"I'm glad that you think so, 'cos I don't know as you'd approve of such kinds of pickings."

"Approve of 'em?" echoed the inspector. "No matter; you go on, and while talking I'll order more lush."

"I didn't find so many chances to make a fortune as I expected here," Jackson continued, "but I got employment in a store, where I worked daytimes, and at night I used to do a little on my own account in the pasteboard line; but I wasn't very successful, and somehow or other I think I was cheated."

"It's exceedingly probable," cried the inspector, sotto voce.

"And when I found that I was cleaned out after a few weeks, I attempted to retrieve my losses by borrowing from my employers," Jackson continued.

"Without their consent or knowledge," Mr. Brown remarked.

The young fellow smiled faintly, and nodded his head in token of assent, and then continued:

"One day I borrowed a hundred pounds, thinking that I could replace it without its being missed, if I was lucky at cards; but somehow I wasn't, and my employers began to make a stir in relation to the matter."

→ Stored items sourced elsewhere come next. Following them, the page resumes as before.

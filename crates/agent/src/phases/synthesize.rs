use dialectic_core::gateway::{CallFailure, CallGateway, CompletionTask};
use dialectic_core::{
    AgentSelection, ClarificationExchange, DialogueHistory, DialogueOutcome, FinalReport,
    ProviderId, ReportSection, ResearchBundle,
};
use serde::Deserialize;

use crate::llm::complete_json;
use crate::phases::bullet_list;

const SYSTEM: &str = "Write the final research report from the research findings and the full \
debate transcript. Reflect where the debate reached agreement and where it did not. Reply with a \
JSON object: {\"title\": string, \"summary\": string, \"sections\": [{\"heading\": string, \
\"body\": string}], \"key_findings\": [string], \"open_questions\": [string]}.";

pub struct SynthesisInput<'a> {
    pub bundle: &'a ResearchBundle,
    pub agents: &'a AgentSelection,
    pub history: &'a DialogueHistory,
    pub clarifications: &'a [ClarificationExchange],
    pub rounds_completed: u32,
    pub outcome: DialogueOutcome,
    /// Drift flagged by the alignment gate when the dialogue was cut short.
    pub drift_areas: &'a [String],
}

#[derive(Debug, Deserialize)]
struct SynthesisReply {
    #[serde(default)]
    title: String,
    summary: String,
    #[serde(default)]
    sections: Vec<ReportSection>,
    #[serde(default)]
    key_findings: Vec<String>,
    #[serde(default)]
    open_questions: Vec<String>,
}

pub async fn execute(
    gateway: &dyn CallGateway,
    provider: &ProviderId,
    input: SynthesisInput<'_>,
) -> Result<FinalReport, CallFailure> {
    let transcript = input
        .history
        .turns()
        .iter()
        .map(|turn| format!("[round {} | {}] {}", turn.round, turn.agent.as_str(), turn.content))
        .collect::<Vec<_>>();
    let facts = input
        .bundle
        .analysis
        .facts
        .iter()
        .map(|fact| format!("{} [{:.2}]", fact.statement, fact.confidence))
        .collect::<Vec<_>>();
    let clarifications = input
        .clarifications
        .iter()
        .map(|exchange| format!("Q: {} A: {}", exchange.question, exchange.answer))
        .collect::<Vec<_>>();

    let reply: SynthesisReply = complete_json(
        gateway,
        provider,
        CompletionTask::Synthesize,
        SYSTEM,
        format!(
            "Original request: {}\nScope: {}\nDialogue ended: {} after {} round(s).\n\n\
Success criteria:\n{}\n\nFacts:\n{}\n\nDeep research:\n{}\n\nUser clarifications:\n{}\n\n\
Flagged drift:\n{}\n\nTranscript:\n{}",
            input.bundle.scope.original_query,
            input.bundle.scope.intent(),
            input.outcome.as_str(),
            input.rounds_completed,
            bullet_list(&input.agents.success_criteria),
            bullet_list(&facts),
            input.bundle.deep_research.report,
            bullet_list(&clarifications),
            bullet_list(input.drift_areas),
            bullet_list(&transcript),
        ),
    )
    .await?;

    let summary = reply.summary.trim();
    if summary.is_empty() {
        return Err(CallFailure::malformed(provider, "report summary was empty"));
    }
    let title = match reply.title.trim() {
        "" => input.bundle.scope.intent().to_owned(),
        title => title.to_owned(),
    };

    Ok(FinalReport {
        title,
        summary: summary.to_owned(),
        sections: reply.sections,
        key_findings: reply.key_findings,
        open_questions: reply.open_questions,
        rounds_completed: input.rounds_completed,
        dialogue_outcome: input.outcome,
    })
}

#[cfg(test)]
mod tests {
    use dialectic_core::gateway::{CompletionTask, FailureKind};
    use dialectic_core::{
        AgentConfig, AgentRole, AgentSelection, Analysis, DeepResearch, DialogueHistory,
        DialogueOutcome, DialogueTurn, ProviderId, QualitySummary, ResearchBundle, ResearchScope,
    };
    use serde_json::json;

    use super::{execute, SynthesisInput};
    use crate::testing::{ScriptedGateway, ScriptedReply};

    fn bundle() -> ResearchBundle {
        ResearchBundle {
            scope: ResearchScope {
                original_query: "heat pumps in cold climates".to_owned(),
                scope: "heat pump efficiency below -15C".to_owned(),
                requirements: Vec::new(),
                clarifying_questions: Vec::new(),
            },
            analysis: Analysis {
                facts: Vec::new(),
                contradictions: Vec::new(),
                quality: QualitySummary {
                    total_hits: 0,
                    distinct_sources: 0,
                    channels_with_results: 0,
                    failed_providers: Vec::new(),
                    average_confidence: 0.0,
                    sourced_fact_ratio: 0.0,
                },
            },
            deep_research: DeepResearch { refined_query: "r".to_owned(), report: "r".to_owned() },
        }
    }

    fn agents() -> AgentSelection {
        let agent = |role: AgentRole| AgentConfig {
            role,
            name: role.as_str().to_owned(),
            persona: String::new(),
            focus: Vec::new(),
        };
        AgentSelection {
            analyst: agent(AgentRole::Analyst),
            critic: agent(AgentRole::Critic),
            success_criteria: Vec::new(),
        }
    }

    #[tokio::test]
    async fn report_carries_outcome_and_full_transcript() {
        let gateway = ScriptedGateway::new();
        gateway.push(
            CompletionTask::Synthesize,
            ScriptedReply::json(json!({ "summary": "COP stays above 1.5" })),
        );
        let bundle = bundle();
        let agents = agents();
        let mut history = DialogueHistory::default();
        for round in 1..=2 {
            history.append(DialogueTurn {
                agent: AgentRole::Analyst,
                round,
                content: format!("claim {round}"),
                confidence: None,
                sources: Vec::new(),
            });
        }

        let report = execute(
            &gateway,
            &ProviderId::new("llm"),
            SynthesisInput {
                bundle: &bundle,
                agents: &agents,
                history: &history,
                clarifications: &[],
                rounds_completed: 2,
                outcome: DialogueOutcome::Realigned,
                drift_areas: &["cost instead of efficiency".to_owned()],
            },
        )
        .await
        .expect("synthesized");

        assert_eq!(report.title, "heat pump efficiency below -15C");
        assert_eq!(report.rounds_completed, 2);
        assert_eq!(report.dialogue_outcome, DialogueOutcome::Realigned);
        let prompt = &gateway.prompts_for_task(CompletionTask::Synthesize)[0];
        assert!(prompt.contains("claim 1") && prompt.contains("claim 2"));
        assert!(prompt.contains("cost instead of efficiency"));
    }

    #[tokio::test]
    async fn missing_summary_is_malformed() {
        let gateway = ScriptedGateway::new();
        gateway.push(CompletionTask::Synthesize, ScriptedReply::json(json!({ "title": "t" })));
        let bundle = bundle();
        let agents = agents();
        let history = DialogueHistory::default();

        let failure = execute(
            &gateway,
            &ProviderId::new("llm"),
            SynthesisInput {
                bundle: &bundle,
                agents: &agents,
                history: &history,
                clarifications: &[],
                rounds_completed: 0,
                outcome: DialogueOutcome::Concluded,
                drift_areas: &[],
            },
        )
        .await
        .expect_err("no summary");

        assert_eq!(failure.kind, FailureKind::Malformed);
    }
}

"That must have been exceedingly disagreeable to your feelings," the inspector insinuated.

"Well, it was rather hard, I will own, 'cos I might have been lucky after a while, and then I could have paid the whole debt without trouble; but men in business don't seem to have much consideration for their clerks; and I think that a good deal of crime originates through their obstinacy and stupidity.